Stored data entries:
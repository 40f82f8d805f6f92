//! Scenes, emotions and the durable script document.

use schemars::JsonSchema;
use serde::{Deserialize, Serialize};
use std::fmt;
use std::str::FromStr;

/// Scene-level mood tag driving voice prosody.
#[derive(Debug, Clone, Copy, PartialEq, Eq, Hash, Serialize, Deserialize, JsonSchema, Default)]
#[serde(rename_all = "snake_case")]
pub enum Emotion {
    #[default]
    Neutral,
    Excited,
    Dramatic,
    Sad,
    Mysterious,
    Intense,
    Cheerful,
}

/// Rate/pitch deltas applied on top of a voice profile.
#[derive(Debug, Clone, Copy, PartialEq, Eq)]
pub struct Prosody {
    /// Speech rate delta in percent
    pub rate_pct: i32,
    /// Pitch delta in hertz
    pub pitch_hz: i32,
}

impl Emotion {
    pub fn as_str(&self) -> &'static str {
        match self {
            Emotion::Neutral => "neutral",
            Emotion::Excited => "excited",
            Emotion::Dramatic => "dramatic",
            Emotion::Sad => "sad",
            Emotion::Mysterious => "mysterious",
            Emotion::Intense => "intense",
            Emotion::Cheerful => "cheerful",
        }
    }

    /// Fixed prosody override table. Neutral keeps the profile defaults.
    pub fn prosody(&self) -> Option<Prosody> {
        match self {
            Emotion::Excited | Emotion::Cheerful => Some(Prosody {
                rate_pct: 10,
                pitch_hz: 10,
            }),
            Emotion::Dramatic | Emotion::Intense => Some(Prosody {
                rate_pct: -5,
                pitch_hz: 5,
            }),
            Emotion::Sad => Some(Prosody {
                rate_pct: -15,
                pitch_hz: -10,
            }),
            Emotion::Mysterious => Some(Prosody {
                rate_pct: -10,
                pitch_hz: -5,
            }),
            Emotion::Neutral => None,
        }
    }
}

impl fmt::Display for Emotion {
    fn fmt(&self, f: &mut fmt::Formatter<'_>) -> fmt::Result {
        write!(f, "{}", self.as_str())
    }
}

impl FromStr for Emotion {
    type Err = UnknownEmotion;

    fn from_str(s: &str) -> Result<Self, Self::Err> {
        match s.to_lowercase().as_str() {
            "neutral" => Ok(Emotion::Neutral),
            "excited" => Ok(Emotion::Excited),
            "dramatic" => Ok(Emotion::Dramatic),
            "sad" => Ok(Emotion::Sad),
            "mysterious" => Ok(Emotion::Mysterious),
            "intense" => Ok(Emotion::Intense),
            "cheerful" => Ok(Emotion::Cheerful),
            _ => Err(UnknownEmotion(s.to_string())),
        }
    }
}

#[derive(Debug, thiserror::Error)]
#[error("Unknown emotion: {0}")]
pub struct UnknownEmotion(String);

/// One narration+visual unit of the output video.
///
/// Scene order is positional within the script document; the matching media
/// asset is resolved by index at build time.
#[derive(Debug, Clone, PartialEq, Eq, Serialize, Deserialize, JsonSchema)]
pub struct Scene {
    /// Narration text (8-18 words)
    pub narration: String,
    /// Image generation prompt, augmented with style keywords at creation
    pub image_prompt: String,
    /// Emotion tag for voice delivery
    #[serde(default, deserialize_with = "emotion_or_neutral")]
    pub emotion: Emotion,
}

/// Unknown emotion strings from the model collapse to neutral rather than
/// failing the whole script.
fn emotion_or_neutral<'de, D>(deserializer: D) -> Result<Emotion, D::Error>
where
    D: serde::Deserializer<'de>,
{
    let s = String::deserialize(deserializer)?;
    Ok(s.parse().unwrap_or_default())
}

/// Durable script document written by the generator and read by the build
/// phase. The build phase fails if this file is absent or malformed.
#[derive(Debug, Clone, PartialEq, Eq, Serialize, Deserialize, JsonSchema, Default)]
pub struct ScriptDocument {
    pub scenes: Vec<Scene>,
}

/// Fixed style-keyword catalog for image prompt augmentation.
#[derive(Debug, Clone, Copy, PartialEq, Eq, Hash)]
pub enum StoryStyle {
    Cinematic,
    Anime,
    Pixar,
    Cartoon,
    Horror,
    Futuristic,
}

/// Quality/aspect keywords appended to every image prompt.
pub const PROMPT_QUALITY_SUFFIX: &str = "ultra-detailed, vertical 9:16";

impl StoryStyle {
    pub const ALL: &'static [StoryStyle] = &[
        StoryStyle::Cinematic,
        StoryStyle::Anime,
        StoryStyle::Pixar,
        StoryStyle::Cartoon,
        StoryStyle::Horror,
        StoryStyle::Futuristic,
    ];

    pub fn keywords(&self) -> &'static str {
        match self {
            StoryStyle::Cinematic => "cinematic lighting, filmic color grading, dramatic rim light",
            StoryStyle::Anime => "anime style, cel-shaded, expressive faces",
            StoryStyle::Pixar => "pixar 3D render, soft warm lighting",
            StoryStyle::Cartoon => "2D cartoon illustration, bold outlines",
            StoryStyle::Horror => "dark moody lighting, scary shadows",
            StoryStyle::Futuristic => "neon futuristic sci-fi aesthetic",
        }
    }

    /// Look up a catalog style. Arbitrary style text gets no keyword
    /// augmentation, so this returns None rather than erroring.
    pub fn lookup(s: &str) -> Option<StoryStyle> {
        match s.to_lowercase().as_str() {
            "cinematic" => Some(StoryStyle::Cinematic),
            "anime" => Some(StoryStyle::Anime),
            "pixar" => Some(StoryStyle::Pixar),
            "cartoon" => Some(StoryStyle::Cartoon),
            "horror" => Some(StoryStyle::Horror),
            "futuristic" => Some(StoryStyle::Futuristic),
            _ => None,
        }
    }
}

impl Scene {
    /// Append style and quality keywords to the image prompt.
    pub fn augment_prompt(&mut self, style: Option<StoryStyle>) {
        if let Some(style) = style {
            self.image_prompt
                .push_str(&format!(", {}", style.keywords()));
        }
        self.image_prompt
            .push_str(&format!(", {}", PROMPT_QUALITY_SUFFIX));
    }
}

▸ Problem details: Every line above that holds the string "profile" should be copied into the answer.

▸ Your response:
/// Rate/pitch deltas applied on top of a voice profile.
    /// Fixed prosody override table. Neutral keeps the profile defaults.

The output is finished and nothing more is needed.